Let’s say you are a bakery called the Ultimate Sweets of Arcadia. You bake bread and you sell it. And you make a bit of cash.
One day, you create a new pastry that makes you famous in the neighborhood, and you constantly sell out of it. You’re already baking as much of the pastry as you can, every day, and you’re selling out by noon, and people are still banging at your door for more. You make $1000 per day on the pastry.
If only you could afford a bigger bakery, that would be swell, but increasing the size of your bakery means spending $250,000 for a larger oven and a larger floor space for the extra workers and customers but you could make 3x as many pastries. It would take you most of a year saving up just to be able to pay for the upgrade. By then, you might lose your customers. What do you do?
This is where you go to your local bank called the First Reserve Bank of Congress and you ask them for a loan for $250,000 with a promise that you’ll pay it back in a year with interest. Of course, now that you’re making 3x more pastries, you be able to pay off the loan in less than 3 months… if you spent all your profit on that.
But you can’t. Because you need to pay the workers and you need to save up for a rainy day and you’ll need to support the local baseball team to increase your name recognition and you’ll need to hire a marketing company to help you determine what to do next with the company. Sure you’ll be able to pay off the loan, but you can also do more building with the extra cash you’re making.
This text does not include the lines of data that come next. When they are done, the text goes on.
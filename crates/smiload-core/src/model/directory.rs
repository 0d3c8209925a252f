//! Name to OID directory.

use super::Oid;
use alloc::collections::btree_map::{self, BTreeMap};
use alloc::string::String;
use alloc::vec::Vec;

/// Flat map from node name to dotted OID string.
///
/// Built fresh for each load. Inserting a name twice keeps the last value.
#[derive(Clone, Debug, Default, PartialEq, Eq)]
#[cfg_attr(feature = "serde", derive(serde::Serialize, serde::Deserialize))]
#[cfg_attr(feature = "serde", serde(transparent))]
pub struct OidDirectory {
    entries: BTreeMap<String, String>,
}

impl OidDirectory {
    /// Create an empty directory.
    #[must_use]
    pub fn new() -> Self {
        Self::default()
    }

    /// Insert `name → oid`, returning the replaced OID if the name was present.
    pub fn insert(&mut self, name: impl Into<String>, oid: impl Into<String>) -> Option<String> {
        self.entries.insert(name.into(), oid.into())
    }

    /// Look up the OID for a name.
    #[must_use]
    pub fn get(&self, name: &str) -> Option<&str> {
        self.entries.get(name).map(String::as_str)
    }

    /// Check whether a name is present.
    #[must_use]
    pub fn contains(&self, name: &str) -> bool {
        self.entries.contains_key(name)
    }

    /// Number of entries.
    #[must_use]
    pub fn len(&self) -> usize {
        self.entries.len()
    }

    /// Check if the directory is empty.
    #[must_use]
    pub fn is_empty(&self) -> bool {
        self.entries.is_empty()
    }

    /// Iterate entries in name order.
    pub fn iter(&self) -> impl Iterator<Item = (&str, &str)> {
        self.entries.iter().map(|(k, v)| (k.as_str(), v.as_str()))
    }

    /// Iterate names in lexical order.
    pub fn names(&self) -> impl Iterator<Item = &str> {
        self.entries.keys().map(String::as_str)
    }

    /// Entries sorted by numeric OID, then name.
    #[must_use]
    pub fn sorted_by_oid(&self) -> Vec<(&str, &str)> {
        let mut entries: Vec<_> = self
            .entries
            .iter()
            .map(|(name, oid)| (oid.parse::<Oid>().ok(), name.as_str(), oid.as_str()))
            .collect();
        entries.sort_by(|a, b| (&a.0, a.1).cmp(&(&b.0, b.1)));
        entries
            .into_iter()
            .map(|(_, name, oid)| (name, oid))
            .collect()
    }
}

impl FromIterator<(String, String)> for OidDirectory {
    fn from_iter<I: IntoIterator<Item = (String, String)>>(iter: I) -> Self {
        let mut dir = Self::new();
        dir.extend(iter);
        dir
    }
}

impl Extend<(String, String)> for OidDirectory {
    fn extend<I: IntoIterator<Item = (String, String)>>(&mut self, iter: I) {
        for (name, oid) in iter {
            self.insert(name, oid);
        }
    }
}

impl IntoIterator for OidDirectory {
    type Item = (String, String);
    type IntoIter = btree_map::IntoIter<String, String>;

    fn into_iter(self) -> Self::IntoIter {
        self.entries.into_iter()
    }
}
When the 3 months come around, your business is doing gang busters. If you expanded to the next neighborhood over, you’ll do even better…. But that’s going to take $500,000 to get a build a brand spanking new bakery where there is none… and you don’t have the cash on hand…
But you can go back to the First Reserve Bank! And you can show them you’ve made good on your investments so far, and they’re liable to agree and loan you for your next adventure and so on.
Going into debt isn’t a bad thing if what you’re doing with the money will pay off debt anyway.